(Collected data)
-------------------------

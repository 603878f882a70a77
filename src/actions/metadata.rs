//! Metadata ledger handlers
//!
//! - `METADATA_SAVE_REQUEST` extends a (keyId, subject) chain with a new payload
//! - `METADATA_FOR_SUBJECT_REQUEST` lists every record describing a subject

use serde::Deserialize;
use serde_json::{Map, Value};
use std::sync::Arc;
use tracing::error;

use super::envelope::{
    ClientResponse, METADATA_FOR_SUBJECT_ERROR, METADATA_FOR_SUBJECT_REQUEST,
    METADATA_FOR_SUBJECT_SUCCESS, METADATA_SAVE_ERROR, METADATA_SAVE_REQUEST,
    METADATA_SAVE_SUCCESS,
};
use super::{parse_data, ActionReply, ActionRequest, RequestAction};
use crate::ledger::{Ledger, LedgerError};
use crate::server::Session;

fn client_message(e: &LedgerError) -> String {
    match e {
        LedgerError::Integrity { .. } => "metadata chain failed integrity check".to_string(),
        _ => "internal server error".to_string(),
    }
}

#[derive(Debug, Deserialize)]
#[serde(rename_all = "PascalCase")]
struct SaveMetadataData {
    #[serde(alias = "keyId")]
    key_id: String,
    #[serde(alias = "subject")]
    subject: String,
    #[serde(default, alias = "meta")]
    meta: Map<String, Value>,
}

/// Appends a record to a metadata chain
pub struct SaveMetadataAction {
    ledger: Arc<Ledger>,
}

impl SaveMetadataAction {
    pub fn new(ledger: Arc<Ledger>) -> Self {
        Self { ledger }
    }
}

impl RequestAction for SaveMetadataAction {
    fn action_type(&self) -> &str {
        METADATA_SAVE_REQUEST
    }

    fn parse(
        &self,
        request_id: &str,
        data: Value,
    ) -> Result<Box<dyn ActionRequest>, serde_json::Error> {
        let data: SaveMetadataData = parse_data(data)?;
        Ok(Box::new(SaveMetadataRequest {
            request_id: request_id.to_string(),
            data,
            ledger: Arc::clone(&self.ledger),
        }))
    }
}

struct SaveMetadataRequest {
    request_id: String,
    data: SaveMetadataData,
    ledger: Arc<Ledger>,
}

#[async_trait::async_trait]
impl ActionRequest for SaveMetadataRequest {
    async fn exec(&self, _session: &Session) -> ActionReply {
        let SaveMetadataData {
            key_id,
            subject,
            meta,
        } = &self.data;

        if key_id.is_empty() || subject.is_empty() {
            return ActionReply::new(ClientResponse::error(
                METADATA_SAVE_ERROR,
                self.request_id.clone(),
                "keyId and subject are required",
            ));
        }

        let response = match self.ledger.append(key_id, subject, meta.clone()).await {
            Ok(record) => ClientResponse::new(METADATA_SAVE_SUCCESS, self.request_id.clone())
                .with_schema("METADATA")
                .with_serialized(&record),
            Err(e) => {
                error!(
                    request_id = %self.request_id,
                    key_id = %key_id,
                    subject = %subject,
                    error = %e,
                    "Metadata save failed"
                );
                ClientResponse::error(
                    METADATA_SAVE_ERROR,
                    self.request_id.clone(),
                    client_message(&e),
                )
            }
        };
        ActionReply::new(response)
    }
}

#[derive(Debug, Deserialize)]
#[serde(rename_all = "PascalCase")]
struct MetadataForSubjectData {
    #[serde(alias = "subject")]
    subject: String,
}

/// Lists the metadata records describing a subject
pub struct MetadataForSubjectAction {
    ledger: Arc<Ledger>,
}

impl MetadataForSubjectAction {
    pub fn new(ledger: Arc<Ledger>) -> Self {
        Self { ledger }
    }
}

impl RequestAction for MetadataForSubjectAction {
    fn action_type(&self) -> &str {
        METADATA_FOR_SUBJECT_REQUEST
    }

    fn parse(
        &self,
        request_id: &str,
        data: Value,
    ) -> Result<Box<dyn ActionRequest>, serde_json::Error> {
        let data: MetadataForSubjectData = parse_data(data)?;
        Ok(Box::new(MetadataForSubjectRequest {
            request_id: request_id.to_string(),
            subject: data.subject,
            ledger: Arc::clone(&self.ledger),
        }))
    }
}

struct MetadataForSubjectRequest {
    request_id: String,
    subject: String,
    ledger: Arc<Ledger>,
}

#[async_trait::async_trait]
impl ActionRequest for MetadataForSubjectRequest {
    async fn exec(&self, _session: &Session) -> ActionReply {
        let response = match self.ledger.for_subject(&self.subject).await {
            Ok(records) => {
                ClientResponse::new(METADATA_FOR_SUBJECT_SUCCESS, self.request_id.clone())
                    .with_schema("METADATA_ARRAY")
                    .with_serialized(&records)
            }
            Err(e) => {
                error!(
                    request_id = %self.request_id,
                    subject = %self.subject,
                    error = %e,
                    "Metadata lookup failed"
                );
                ClientResponse::error(
                    METADATA_FOR_SUBJECT_ERROR,
                    self.request_id.clone(),
                    client_message(&e),
                )
            }
        };
        ActionReply::new(response)
    }
}

#[cfg(test)]
mod tests {
    use super::*;
    use crate::actions::ActionRegistry;
    use crate::hash::HashAlgorithm;
    use crate::ledger::MemoryMetadataStore;

    fn registry() -> (ActionRegistry, Arc<MemoryMetadataStore>) {
        let store = Arc::new(MemoryMetadataStore::new());
        let ledger = Arc::new(Ledger::new(store.clone(), HashAlgorithm::Sha2_256));
        let registry = ActionRegistry::new()
            .with(SaveMetadataAction::new(Arc::clone(&ledger)))
            .with(MetadataForSubjectAction::new(ledger));
        (registry, store)
    }

    #[tokio::test]
    async fn test_save_extends_chain() {
        let (registry, store) = registry();
        let (session, mut rx) = Session::detached(8);

        for title in ["One", "Two"] {
            let raw = format!(
                r#"{{"Type":"METADATA_SAVE_REQUEST","RequestId":"r1","Data":{{"KeyId":"alice","Subject":"1220ab","Meta":{{"title":"{}"}}}}}}"#,
                title
            );
            registry.dispatch(raw.as_bytes(), &session).await;
            let res = rx.recv().await.unwrap();
            assert_eq!(res.r#type, METADATA_SAVE_SUCCESS);
            assert_eq!(res.schema.as_deref(), Some("METADATA"));
        }

        let records = store.records();
        assert_eq!(records.len(), 2);
        assert_eq!(records[1].prev, records[0].hash());
        assert_eq!(records[1].title(), Some("Two"));
    }

    #[tokio::test]
    async fn test_save_requires_key_and_subject() {
        let (registry, store) = registry();
        let (session, mut rx) = Session::detached(8);
        registry
            .dispatch(
                br#"{"Type":"METADATA_SAVE_REQUEST","RequestId":"r1","Data":{"KeyId":"","Subject":"s"}}"#,
                &session,
            )
            .await;

        let res = rx.recv().await.unwrap();
        assert_eq!(res.r#type, METADATA_SAVE_ERROR);
        assert!(store.records().is_empty());
    }

    #[tokio::test]
    async fn test_metadata_for_subject() {
        let (registry, _) = registry();
        let (session, mut rx) = Session::detached(8);
        for key in ["alice", "bob"] {
            let raw = format!(
                r#"{{"Type":"METADATA_SAVE_REQUEST","RequestId":"w","Data":{{"keyId":"{}","subject":"1220ab"}}}}"#,
                key
            );
            registry.dispatch(raw.as_bytes(), &session).await;
            rx.recv().await.unwrap();
        }

        registry
            .dispatch(
                br#"{"Type":"METADATA_FOR_SUBJECT_REQUEST","RequestId":"r2","Data":{"Subject":"1220ab"}}"#,
                &session,
            )
            .await;
        let res = rx.recv().await.unwrap();
        assert_eq!(res.r#type, METADATA_FOR_SUBJECT_SUCCESS);
        assert_eq!(res.request_id, "r2");
        assert_eq!(res.schema.as_deref(), Some("METADATA_ARRAY"));
        let records = res.data.unwrap();
        assert_eq!(records.as_array().unwrap().len(), 2);
        assert_eq!(records[0]["subject"], "1220ab");
    }
}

-------------------------

* GOAL OF THE EXERCISE: Reproduce the entries exactly, dropping nothing.

* TASK OUTPUT:
repository 603878f882a70a77
filename src/actions/metadata.rs
//! Metadata ledger handlers
//!
//! - `METADATA_SAVE_REQUEST` extends a (keyId, subject) chain with a new payload
//! - `METADATA_FOR_SUBJECT_REQUEST` lists every record describing a subject

use serde::Deserialize;
use serde_json::{Map, Value};
use std::sync::Arc;
use tracing::error;

use super::envelope::{
    ClientResponse, METADATA_FOR_SUBJECT_ERROR, METADATA_FOR_SUBJECT_REQUEST,
    METADATA_FOR_SUBJECT_SUCCESS, METADATA_SAVE_ERROR, METADATA_SAVE_REQUEST,
    METADATA_SAVE_SUCCESS,
};
use super::{parse_data, ActionReply, ActionRequest, RequestAction};
use crate::ledger::{Ledger, LedgerError};
use crate::server::Session;

fn client_message(e: &LedgerError) -> String {
    match e {
        LedgerError::Integrity { .. } => "metadata chain failed integrity check".to_string(),
        _ => "internal server error".to_string(),
    }
}

#[derive(Debug, Deserialize)]
#[serde(rename_all = "PascalCase")]
struct SaveMetadataData {
    #[serde(alias = "keyId")]
    key_id: String,
    #[serde(alias = "subject")]
    subject: String,
    #[serde(default, alias = "meta")]
    meta: Map<String, Value>,
}

/// Appends a record to a metadata chain
pub struct SaveMetadataAction {
    ledger: Arc<Ledger>,
}

impl SaveMetadataAction {
    pub fn new(ledger: Arc<Ledger>) -> Self {
        Self { ledger }
    }
}

impl RequestAction for SaveMetadataAction {
    fn action_type(&self) -> &str {
        METADATA_SAVE_REQUEST
    }

    fn parse(
        &self,
        request_id: &str,
        data: Value,
    ) -> Result<Box<dyn ActionRequest>, serde_json::Error> {
        let data: SaveMetadataData = parse_data(data)?;
        Ok(Box::new(SaveMetadataRequest {
            request_id: request_id.to_string(),
            data,
            ledger: Arc::clone(&self.ledger),
        }))
    }
}

struct SaveMetadataRequest {
    request_id: String,
    data: SaveMetadataData,
    ledger: Arc<Ledger>,
}

#[async_trait::async_trait]
impl ActionRequest for SaveMetadataRequest {
    async fn exec(&self, _session: &Session) -> ActionReply {
        let SaveMetadataData {
            key_id,
            subject,
            meta,
        } = &self.data;

        if key_id.is_empty() || subject.is_empty() {
            return ActionReply::new(ClientResponse::error(
                METADATA_SAVE_ERROR,
                self.request_id.clone(),
                "keyId and subject are required",
            ));
        }

        let response = match self.ledger.append(key_id, subject, meta.clone()).await {
            Ok(record) => ClientResponse::new(METADATA_SAVE_SUCCESS, self.request_id.clone())
                .with_schema("METADATA")
                .with_serialized(&record),
            Err(e) => {
                error!(
                    request_id = %self.request_id,
                    key_id = %key_id,
                    subject = %subject,
                    error = %e,
                    "Metadata save failed"
                );
                ClientResponse::error(
                    METADATA_SAVE_ERROR,
                    self.request_id.clone(),
                    client_message(&e),
                )
            }
        };
        ActionReply::new(response)
    }
}

#[derive(Debug, Deserialize)]
#[serde(rename_all = "PascalCase")]
struct MetadataForSubjectData {
    #[serde(alias = "subject")]
    subject: String,
}

/// Lists the metadata records describing a subject
pub struct MetadataForSubjectAction {
    ledger: Arc<Ledger>,
}

impl MetadataForSubjectAction {
    pub fn new(ledger: Arc<Ledger>) -> Self {
        Self { ledger }
    }
}

impl RequestAction for MetadataForSubjectAction {
    fn action_type(&self) -> &str {
        METADATA_FOR_SUBJECT_REQUEST
    }

    fn parse(
        &self,
        request_id: &str,
        data: Value,
    ) -> Result<Box<dyn ActionRequest>, serde_json::Error> {
        let data: MetadataForSubjectData = parse_data(data)?;
        Ok(Box::new(MetadataForSubjectRequest {
            request_id: request_id.to_string(),
            subject: data.subject,
            ledger: Arc::clone(&self.ledger),
        }))
    }
}

struct MetadataForSubjectRequest {
    request_id: String,
    subject: String,
    ledger: Arc<Ledger>,
}

#[async_trait::async_trait]
impl ActionRequest for MetadataForSubjectRequest {
    async fn exec(&self, _session: &Session) -> ActionReply {
        let response = match self.ledger.for_subject(&self.subject).await {
            Ok(records) => {
                ClientResponse::new(METADATA_FOR_SUBJECT_SUCCESS, self.request_id.clone())
                    .with_schema("METADATA_ARRAY")
                    .with_serialized(&records)
            }
            Err(e) => {
                error!(
                    request_id = %self.request_id,
                    subject = %self.subject,
                    error = %e,
                    "Metadata lookup failed"
                );
                ClientResponse::error(
                    METADATA_FOR_SUBJECT_ERROR,
                    self.request_id.clone(),
                    client_message(&e),
                )
            }
        };
        ActionReply::new(response)
    }
}

#[cfg(test)]
mod tests {
    use super::*;
    use crate::actions::ActionRegistry;
    use crate::hash::HashAlgorithm;
    use crate::ledger::MemoryMetadataStore;

    fn registry() -> (ActionRegistry, Arc<MemoryMetadataStore>) {
        let store = Arc::new(MemoryMetadataStore::new());
        let ledger = Arc::new(Ledger::new(store.clone(), HashAlgorithm::Sha2_256));
        let registry = ActionRegistry::new()
            .with(SaveMetadataAction::new(Arc::clone(&ledger)))
            .with(MetadataForSubjectAction::new(ledger));
        (registry, store)
    }

    #[tokio::test]
    async fn test_save_extends_chain() {
        let (registry, store) = registry();
        let (session, mut rx) = Session::detached(8);

        for title in ["One", "Two"] {
            let raw = format!(
                r#"{{"Type":"METADATA_SAVE_REQUEST","RequestId":"r1","Data":{{"KeyId":"alice","Subject":"1220ab","Meta":{{"title":"{}"}}}}}}"#,
                title
            );
            registry.dispatch(raw.as_bytes(), &session).await;
            let res = rx.recv().await.unwrap();
            assert_eq!(res.r#type, METADATA_SAVE_SUCCESS);
            assert_eq!(res.schema.as_deref(), Some("METADATA"));
        }

        let records = store.records();
        assert_eq!(records.len(), 2);
        assert_eq!(records[1].prev, records[0].hash());
        assert_eq!(records[1].title(), Some("Two"));
    }

    #[tokio::test]
    async fn test_save_requires_key_and_subject() {
        let (registry, store) = registry();
        let (session, mut rx) = Session::detached(8);
        registry
            .dispatch(
                br#"{"Type":"METADATA_SAVE_REQUEST","RequestId":"r1","Data":{"KeyId":"","Subject":"s"}}"#,
                &session,
            )
            .await;

        let res = rx.recv().await.unwrap();
        assert_eq!(res.r#type, METADATA_SAVE_ERROR);
        assert!(store.records().is_empty());
    }

    #[tokio::test]
    async fn test_metadata_for_subject() {
        let (registry, _) = registry();
        let (session, mut rx) = Session::detached(8);
        for key in ["alice", "bob"] {
            let raw = format!(
                r#"{{"Type":"METADATA_SAVE_REQUEST","RequestId":"w","Data":{{"keyId":"{}","subject":"1220ab"}}}}"#,
                key
            );
            registry.dispatch(raw.as_bytes(), &session).await;
            rx.recv().await.unwrap();
        }

        registry
            .dispatch(
                br#"{"Type":"METADATA_FOR_SUBJECT_REQUEST","RequestId":"r2","Data":{"Subject":"1220ab"}}"#,
                &session,
            )
            .await;
        let res = rx.recv().await.unwrap();
        assert_eq!(res.r#type, METADATA_FOR_SUBJECT_SUCCESS);
        assert_eq!(res.request_id, "r2");
        assert_eq!(res.schema.as_deref(), Some("METADATA_ARRAY"));
        let records = res.data.unwrap();
        assert_eq!(records.as_array().unwrap().len(), 2);
        assert_eq!(records[0]["subject"], "1220ab");
    }
}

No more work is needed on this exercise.